Antimicrobial effects of silver nanoparticles against bacterial cells adhered to stainless steel surfaces.

Given the increasing number of antibiotic-resistant bacteria and the need to synthesize new antimicrobials, silver has attracted interest in the scientific community because of its recognized antimicrobial activity. This study aimed to evaluate the antimicrobial effects of silver nanoparticles (NP) obtained by a new method and tested at concentrations of 6 μg/ml and 60 μg/ml against the species Staphylococcus aureus, Listeria innocua, Salmonella Choleraesuis, Pseudomonas aeruginosa, Escherichia coli, and Bacillus cereus. The ability of these nanoparticles to remove or kill vegetative cells adhered to stainless steel surfaces was also evaluated. We observed that the NP obtained with the new method, concentrated silver nanoparticles (CNP), and silver nanoparticles with added sodium chloride (NPNaCl) had high antimicrobial activities (P < 0.05). We also verified that the most effective condition for the removal of P. aeruginosa cells on stainless steel coupons (10 by 10 mm) was immersion of the surfaces in CNP. The CNP treatment produced a 5-log reduction of the microbial population after 30 to 60 min of immersion.
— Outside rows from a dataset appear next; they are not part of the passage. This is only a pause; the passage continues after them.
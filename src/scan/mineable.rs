//! Mineable-field snapshots
//!
//! Mountain/resource spots get their own, smaller snapshot: the only facts
//! mine placement cares about are the resource under the field and how many
//! same-resource spots sit around it.

use ahash::{AHashMap, AHashSet};

use crate::core::types::{Coords, GameTime, PlayerId, ResourceId, SECOND};
use crate::game::view::GameView;

/// Snapshot lifetime; mines change far slower than surface fields
const FIELD_EXPIRY: GameTime = 45 * SECOND;
/// Snapshots refreshed per scheduler pass
const REFRESH_BATCH: usize = 15;

/// Cached facts about one mineable coordinate
#[derive(Debug, Clone)]
pub struct MineableField {
    pub coords: Coords,
    pub expires: GameTime,
    pub resource: ResourceId,
    /// Remaining amount under this field
    pub amount: u8,
    pub preferred: bool,
}

impl MineableField {
    pub fn new(coords: Coords, resource: ResourceId) -> Self {
        Self {
            coords,
            expires: 0,
            resource,
            amount: 0,
            preferred: false,
        }
    }

    pub fn is_expired(&self, now: GameTime) -> bool {
        self.expires <= now
    }

    pub fn update(&mut self, view: &dyn GameView, _player: PlayerId, now: GameTime) {
        self.amount = view.mine_resource_amount(self.coords);
        self.expires = now + FIELD_EXPIRY;
    }
}

/// The player's mineable set
#[derive(Debug, Default)]
pub struct MineableFieldsCache {
    fields: AHashMap<Coords, MineableField>,
}

impl MineableFieldsCache {
    pub fn new() -> Self {
        Self::default()
    }

    pub fn insert(&mut self, coords: Coords, resource: ResourceId) {
        self.fields
            .entry(coords)
            .or_insert_with(|| MineableField::new(coords, resource));
    }

    pub fn remove(&mut self, coords: Coords) {
        self.fields.remove(&coords);
    }

    /// Reconcile the tracked set with the host's current mineable list
    pub fn sync(&mut self, spots: &[(Coords, ResourceId)]) {
        let current: AHashSet<Coords> = spots.iter().map(|(c, _)| *c).collect();
        self.fields.retain(|c, _| current.contains(c));
        for &(c, resource) in spots {
            self.insert(c, resource);
        }
    }

    pub fn get(&self, coords: Coords) -> Option<&MineableField> {
        self.fields.get(&coords)
    }

    /// Refresh up to one batch of expired snapshots, in coordinate order
    pub fn refresh_expired(
        &mut self,
        view: &dyn GameView,
        player: PlayerId,
        now: GameTime,
    ) -> usize {
        let mut expired: Vec<Coords> = self
            .fields
            .values()
            .filter(|f| f.is_expired(now))
            .map(|f| f.coords)
            .collect();
        expired.sort_by_key(|c| (c.y, c.x));
        expired.truncate(REFRESH_BATCH);
        for coords in &expired {
            if let Some(field) = self.fields.get_mut(coords) {
                field.update(view, player, now);
            }
        }
        expired.len()
    }

    /// Fresh spots still holding the wanted resource, in coordinate order
    pub fn fresh_with_resource(&self, resource: ResourceId, now: GameTime) -> Vec<&MineableField> {
        let mut fresh: Vec<&MineableField> = self
            .fields
            .values()
            .filter(|f| !f.is_expired(now) && f.resource == resource && f.amount > 0)
            .collect();
        fresh.sort_by_key(|f| (f.coords.y, f.coords.x));
        fresh
    }

    pub fn count(&self) -> usize {
        self.fields.len()
    }
}

#[cfg(test)]
mod tests {
    use super::*;

    #[test]
    fn test_insert_and_expiry() {
        let mut cache = MineableFieldsCache::new();
        cache.insert(Coords::new(1, 1), ResourceId(0));
        let field = cache.get(Coords::new(1, 1)).unwrap();
        // New snapshots start expired and get filled by the refresh pass
        assert!(field.is_expired(0));
    }

    #[test]
    fn test_remove() {
        let mut cache = MineableFieldsCache::new();
        cache.insert(Coords::new(1, 1), ResourceId(0));
        cache.remove(Coords::new(1, 1));
        assert_eq!(cache.count(), 0);
    }
}
//! Per-site and per-ship bookkeeping records
//!
//! Observers avoid re-deriving facts every tick: one record per owned site,
//! enemy site or ship, created on gain/first observation and destroyed on
//! loss. They are plain data grouped into per-concern aggregates so each
//! decision routine only borrows the state it actually reads.

use std::collections::VecDeque;

use ahash::AHashMap;

use crate::core::types::{BuildingId, BuildingTypeId, Coords, FlagId, GameTime, PlayerId, ShipId};
use crate::game::buildings::BuildingDescr;

/// Recent ship positions kept for revisit detection
const SHIP_TRAIL_LEN: usize = 20;

/// Per-type construction counters
#[derive(Debug, Clone, Copy, Default)]
pub struct BuildingCounts {
    pub built: u32,
    pub under_construction: u32,
    pub unoccupied: u32,
}

impl BuildingCounts {
    pub fn total(&self) -> u32 {
        self.built + self.under_construction
    }
}

/// One owned military site
#[derive(Debug, Clone)]
pub struct MilitarySiteObserver {
    pub id: BuildingId,
    pub coords: Coords,
    pub flag: FlagId,
    pub built_time: GameTime,
    /// Last capacity change; sizing decisions rate-limit on this
    pub last_change: GameTime,
    pub capacity: u32,
}

/// One owned production site
#[derive(Debug, Clone)]
pub struct ProductionSiteObserver {
    pub id: BuildingId,
    pub type_id: BuildingTypeId,
    pub coords: Coords,
    pub flag: FlagId,
    pub built_time: GameTime,
    /// Set when the site first reported resource exhaustion
    pub no_resources_since: Option<GameTime>,
    /// Last known productivity percentage
    pub stats_pct: u8,
    pub is_mine: bool,
    /// Last upgrade/priority adjustment; upkeep rate-limits on this
    pub last_tweak: Option<GameTime>,
}

/// One owned warehouse (head or port)
#[derive(Debug, Clone)]
pub struct WarehouseObserver {
    pub id: BuildingId,
    pub coords: Coords,
    pub flag: FlagId,
    pub built_time: GameTime,
    pub is_port: bool,
}

/// One owned training site
#[derive(Debug, Clone)]
pub struct TrainingSiteObserver {
    pub id: BuildingId,
    pub type_id: BuildingTypeId,
    pub coords: Coords,
    pub built_time: GameTime,
    pub capacity: u32,
    pub stationed: u32,
    pub last_fill_request: Option<GameTime>,
}

/// One observed enemy site
#[derive(Debug, Clone)]
pub struct EnemySiteObserver {
    pub building: BuildingId,
    pub flag: FlagId,
    pub coords: Coords,
    pub owner: PlayerId,
    pub is_warehouse: bool,
    pub last_time_seen: GameTime,
    pub last_time_attacked: Option<GameTime>,
    pub last_tested: Option<GameTime>,
    /// Attack attractiveness from the last scoring pass
    pub score: i32,
}

/// Naval state machine of one ship
#[derive(Debug, Clone, Copy, PartialEq, Eq)]
pub enum ShipState {
    Transport,
    ExpeditionScouting,
    ExpeditionWaiting,
    ExpeditionPortspaceFound,
}

/// One owned ship
#[derive(Debug, Clone)]
pub struct ShipObserver {
    pub id: ShipId,
    pub state: ShipState,
    pub expedition_start: Option<GameTime>,
    pub waiting_since: Option<GameTime>,
    /// Port space reported by the host, while in the found state
    pub portspace: Option<Coords>,
    /// Revisit detection kicked in; next scouting command escapes
    pub escape_mode: bool,
    trail: VecDeque<Coords>,
}

impl ShipObserver {
    pub fn new(id: ShipId) -> Self {
        Self {
            id,
            state: ShipState::Transport,
            expedition_start: None,
            waiting_since: None,
            portspace: None,
            escape_mode: false,
            trail: VecDeque::with_capacity(SHIP_TRAIL_LEN),
        }
    }

    /// Record the current position; true when the ship has been here during
    /// the recent trail - the expedition is going in circles.
    pub fn note_position(&mut self, coords: Coords) -> bool {
        let revisit = self.trail.contains(&coords);
        if self.trail.len() == SHIP_TRAIL_LEN {
            self.trail.pop_front();
        }
        self.trail.push_back(coords);
        revisit
    }

    /// Forget the trail, e.g. when an expedition starts or ends
    pub fn clear_trail(&mut self) {
        self.trail.clear();
        self.escape_mode = false;
    }
}

/// Construction-related engine state
#[derive(Debug, Default)]
pub struct ConstructionData {
    /// Host building catalog, fixed at game start
    pub building_types: Vec<BuildingDescr>,
    pub counts: AHashMap<BuildingTypeId, BuildingCounts>,
    pub productionsites: AHashMap<BuildingId, ProductionSiteObserver>,
    pub warehouses: AHashMap<BuildingId, WarehouseObserver>,
    /// Set once the basic-economy bootstrap set is complete; never unset
    pub basic_economy_established: bool,
}

impl ConstructionData {
    pub fn counts_for(&self, type_id: BuildingTypeId) -> BuildingCounts {
        self.counts.get(&type_id).copied().unwrap_or_default()
    }

    /// Basic-economy types still missing entirely
    pub fn missing_basic_types(&self) -> Vec<BuildingTypeId> {
        self.building_types
            .iter()
            .filter(|d| d.basic_economy && self.counts_for(d.type_id).total() == 0)
            .map(|d| d.type_id)
            .collect()
    }
}

/// Military-related engine state
#[derive(Debug, Default)]
pub struct MilitaryData {
    pub militarysites: AHashMap<BuildingId, MilitarySiteObserver>,
    pub enemy_sites: AHashMap<BuildingId, EnemySiteObserver>,
    pub soldiers_stationed: u32,
    pub soldiers_total: u32,
    pub last_attack_time: Option<GameTime>,
    /// Soldiers sent into attacks, cumulative; review input
    pub attackers_sent: u32,
}

impl MilitaryData {
    /// More garrison slots than soldiers to fill them?
    pub fn soldier_shortage(&self) -> bool {
        let demand: u32 = self.militarysites.values().map(|m| m.capacity).sum();
        self.soldiers_total < demand
    }

    pub fn attacked_recently(&self, now: GameTime, window: GameTime) -> bool {
        self.last_attack_time
            .is_some_and(|t| now.saturating_sub(t) <= window)
    }
}

/// Naval-related engine state
#[derive(Debug)]
pub struct NavalData {
    pub ships: AHashMap<ShipId, ShipObserver>,
    pub ports: u32,
    pub expeditions_started: u32,
    pub expeditions_cancelled: u32,
    /// Shrinks after every cancelled expedition
    pub expedition_search_radius: u16,
}

impl Default for NavalData {
    fn default() -> Self {
        Self {
            ships: AHashMap::new(),
            ports: 0,
            expeditions_started: 0,
            expeditions_cancelled: 0,
            expedition_search_radius: 40,
        }
    }
}

impl NavalData {
    /// Any ship currently on expedition?
    pub fn expedition_underway(&self) -> bool {
        self.ships.values().any(|s| {
            matches!(
                s.state,
                ShipState::ExpeditionScouting
                    | ShipState::ExpeditionWaiting
                    | ShipState::ExpeditionPortspaceFound
            )
        })
    }
}

/// Training-related engine state
#[derive(Debug, Default)]
pub struct TrainingData {
    pub trainingsites: AHashMap<BuildingId, TrainingSiteObserver>,
    /// Soldiers trained to completion, cumulative; review input
    pub trained_soldiers: u32,
}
The CNP treatment also performed better than water and sodium carbonate, a compound commonly applied in clean-in-place procedures in the food industry, in removing adherent B. cereus cells from stainless steel cylinders. Therefore, these results suggest that NP synthesized by a new procedure may be used as antimicrobials in the food industry, for example, for the sanitization of utensils that come into contact with foods.